Python for a 10-14 years old?

Bengt Richter bokr at oz.net
Thu Mar 24 19:26:41 EST 2005


On 24 Mar 2005 07:21:33 -0800, "El Pitonero" <pitonero at gmail.com> wrote:

>Lucas Raab wrote:
>> tnozh at yahoo.com wrote:
>> > I am blessed with a *very* gifted nine-years old daughter...
>> > Now, I would like to teach her programming basics using Python
>>
>> Let her mess around with it on her own. I'm 15 and have been using
>> Python for 2-3 years and had nothing to really go on. Give her Dive
>Into
>> Python or How to Think Like a Computer Scientist and let her ask
>> questions if she needs help.
>
>In the chess world, people have long learnt to take young prodigies
>seriously. Most of the grandmasters start to play chess at age 4 or
>earlier. Bobby Fisher became the US chess champion at age 14, and a
>grandmaster at 15. And that's considered old by modern standard: Sergei
>Karjakin became grandmaster at age 12.
>
>http://www.chessbase.com/newsdetail.asp?newsid=310
>http://members.lycos.co.uk/csarchive/gilbert.htm
>
>Sure, programming's skill set is a bit broader than chess playing or
>ice-skating, but young hackers have plenty of contacts and resources
>through internet, and many of them live (will be living) in Brazil,
>Russia, India and China (the so-called BRIC countries.) So, a thorny
>question for matured programmers is: what's your value in face of this
>competition? :)
>

I guess that depends on how you measure value of human beings and competition ;-)
What is best to teach children about that?

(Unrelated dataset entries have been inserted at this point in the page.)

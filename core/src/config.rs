//! Run configuration: JSON file, then environment, then CLI flags.

use crate::error::{BenchError, Result};
use crate::evaluation::metric_names;
use crate::index::Bm25Params;
use crate::split::{NegativePolicy, SplitConfig};
use serde::{Deserialize, Serialize};
use std::fs;
use std::path::Path;

/// Overrides both the split seed and the negative-sampling seed.
pub const SEED_ENV: &str = "FTBENCH_SEED";

#[derive(Debug, Clone, PartialEq, Serialize, Deserialize)]
#[serde(default)]
pub struct PipelineConfig {
    pub split: SplitConfig,
    pub negatives: NegativePolicy,
    /// Use `relevance == 0` judgments as explicit negatives before sampling.
    pub judged_negatives: bool,
    pub top_k: usize,
    pub metrics: Vec<String>,
    pub bm25: Bm25Params,
}

impl Default for PipelineConfig {
    fn default() -> Self {
        Self {
            split: SplitConfig::default(),
            negatives: NegativePolicy::default(),
            judged_negatives: false,
            top_k: 1000,
            metrics: metric_names().into_iter().map(String::from).collect(),
            bm25: Bm25Params::default(),
        }
    }
}

impl PipelineConfig {
    /// Read a JSON config; absent keys keep their defaults.
    pub fn load(path: &Path) -> Result<Self> {
        let text = fs::read_to_string(path).map_err(|e| BenchError::io(path, e))?;
        Ok(serde_json::from_str(&text)?)
    }

    /// `load` when a path is given, defaults otherwise; env overrides applied.
    pub fn resolve(path: Option<&Path>) -> Result<Self> {
        let mut cfg = match path {
            Some(p) => Self::load(p)?,
            None => Self::default(),
        };
        cfg.apply_env();
        Ok(cfg)
    }

    pub fn apply_env(&mut self) {
        if let Ok(raw) = std::env::var(SEED_ENV) {
            match raw.trim().parse::<u64>() {
                Ok(seed) => self.set_seed(seed),
                Err(_) => tracing::warn!(value = %raw, "ignoring non-numeric {}", SEED_ENV),
            }
        }
    }

    pub fn set_seed(&mut self, seed: u64) {
        self.split.seed = seed;
        self.negatives.seed = seed;
    }

    pub fn metric_refs(&self) -> Vec<&str> {
        self.metrics.iter().map(String::as_str).collect()
    }
}

#[cfg(test)]
mod tests {
    use super::*;

    #[test]
    fn defaults_match_reference_setup() {
        let cfg = PipelineConfig::default();
        assert_eq!(cfg.split.test_size, 50);
        assert_eq!(cfg.split.min_relevant_docs, 5);
        assert_eq!(cfg.split.seed, 42);
        assert_eq!(cfg.negatives.per_query, 100);
        assert_eq!(cfg.top_k, 1000);
        assert_eq!(cfg.metrics.len(), 23);
    }

    #[test]
    fn partial_json_keeps_defaults() {
        let cfg: PipelineConfig = serde_json::from_str(r#"{"top_k": 10, "split": {"test_size": 3, "min_relevant_docs": 1, "seed": 9}}"#).unwrap();
        assert_eq!(cfg.top_k, 10);
        assert_eq!(cfg.split.test_size, 3);
        assert_eq!(cfg.negatives.per_query, 100);
        assert_eq!(cfg.bm25, Bm25Params::default());
    }

    #[test]
    fn bm25_parameters_are_configurable() {
        let cfg: PipelineConfig = serde_json::from_str(r#"{"bm25": {"k1": 0.9}}"#).unwrap();
        assert_eq!(cfg.bm25, Bm25Params { k1: 0.9, b: 0.75 });
    }

    #[test]
    fn set_seed_updates_both_samplers() {
        let mut cfg = PipelineConfig::default();
        cfg.set_seed(7);
        assert_eq!(cfg.split.seed, 7);
        assert_eq!(cfg.negatives.seed, 7);
    }
}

If you imply that any child's "value" is measured only by their competitive
performance rank in some arena, or that their OWN value as a human being
is insignificant compared to the value of their prodigious talent,
that may be an effective motivational framework for some of them,
but I'm not sure it's not ultimately cruel to celebrate the gift if
ignoring whose burden or blessing it actually is.

Emotionally, they may grow to see themselves as ugly, with their own gift
being a stunningly beautiful sister who gets all the attention.

Or they may identify with their gift and become insufferable narcissistic
egotists as a refuge from human isolation and emotional starvation.

Or they may become wonderful human beings after all, happy stewards of
what becomes a gift to humanity, not just an advantage to exploit meanly.